Since he’s become the presumptive Republican presidential nominee, pro-life voters are starting to move in Donald Trump’s direction. But many pro-life voters and some pro-life leaders remain skeptical about supporting Trump against pro-abortion Hillary Clinton.
To gain a better understanding and insight on his abortion views and to potential be able to endorse his candidacy, a group of top pro-life leaders plan to meet with Trump in the coming weeks.
Former presidential candidate Ben Carson is working with Tony Perkins, president of the Family Research Council, and Bill Dallas, who leads United in Purpose, to plan a closed-door session for about 400 social conservative leaders to meet with Trump in the coming weeks in New York City. A broader steering group of about 20 people includes people like American Values president Gary Bauer, Focus on the Family founder James Dobson, and Family Leader president Bob Vander Plaats.
“We are looking for a way forward,” Perkins says. “The main thing here is this is to have a conversation.” He described the planned meeting as “a starting point for many.” The Trump campaign has not publicly confirmed that the meeting will take place.

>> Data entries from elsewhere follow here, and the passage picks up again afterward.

//! Composition root: wires the scheduler, capacity manager, quota engine,
//! time-window manager, session table, ledger, and provider clients into
//! one `AppState` handed to every handler, following the teacher's
//! `AppState` shape in `main.rs` (a flat struct of `Arc`s passed through
//! `axum::extract::State`).

use std::sync::Arc;

use dashmap::DashMap;

use crate::auth::Authenticator;
use crate::capacity::{CapacityLease, CapacityManager};
use crate::config::AppConfig;
use crate::ledger::marketplace::MarketplaceReporter;
use crate::ledger::Ledger;
use crate::priority::classifier::PriorityClassifier;
use crate::priority::scheduler::SchedulerHandle;
use crate::priority::timewindow::TimeWindowManager;
use crate::provider::ProviderClients;
use crate::quota::QuotaEngine;
use crate::session::SessionStore;

#[derive(Clone)]
pub struct AppState {
    pub cfg: Arc<AppConfig>,
    pub scheduler: SchedulerHandle,
    pub capacity: Arc<CapacityManager>,
    pub quota: Arc<QuotaEngine>,
    pub windows: Arc<TimeWindowManager>,
    pub classifier: Arc<PriorityClassifier>,
    pub sessions: Arc<SessionStore>,
    pub ledger: Arc<Ledger>,
    pub marketplace: Arc<dyn MarketplaceReporter>,
    pub providers: Arc<ProviderClients>,
    pub authenticator: Arc<dyn Authenticator>,
    /// Capacity leases handed off from the scheduler's dequeue loop to the
    /// handler awaiting admission, keyed by request id. The dequeue loop
    /// performs capacity admission (spec §4.2 "Scheduler/Queue -> Capacity
    /// Admission" ordering) and leaves the lease here for the handler to
    /// release once the upstream call finishes.
    pub pending_leases: Arc<DashMap<String, CapacityLease>>,
}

For many of the expected attendees at the event, Trump was not their first choice as a presidential candidates. With the exception of Carson, who has endorsed Trump, the event organizers were not supportive of Trump in the primary, says Perkins, who supported Sen. Ted Cruz. The event is expected to be a closed-door interactive forum for attendees to ask questions of the candidate, likely in an interview format, not prepared speeches. This event is also not intended to focus on rolling out endorsements. “I don’t even know what it will lead to,” Perkins says. “It is just to have an honest conversation so that these leaders know what they need to do.”
Trump campaign surrogates are separately organizing a more official faith advisory committee for the candidate, with Mike Huckabee being discussed as a possible national chairman. Televangelist Paula White, a Trump supporter and a senior pastor of New Destiny Christian Center in Florida, have been organizing the group behind-the-scenes with Tim Clinton, president of the 50,000-member American Association of Christian Counselors, according to several people familiar with the project.
Trump’s team meanwhile announced Wednesday that he would send a video message to a conference of Latino evangelical leaders this weekend in Anaheim, organized by Samuel Rodriguez Jr., the president of the National Hispanic Christian Leadership Conference.
Meanwhile, former presidential candidate Ben Carson is working to reassure pro-life voters that Trump is sufficiently pro-life to support against Clinton, who has the endorsement of the Planned Parenthood abortion business.
“Donald Trump is pro-life,” Carson says of these types of concerns. “Now he might not be quite as pro-life as I am, but he definitely believes in the sanctity of life, does not believe in abortion on demand. That is a misconception that people have.”
Recently, Trump released a well-received list of 11 potential Supreme Court nominees — a list pro-life groups hailed for having strong supporters of the Constitution. Trump also recently hired a key pro-life advocate has his domestic policy director.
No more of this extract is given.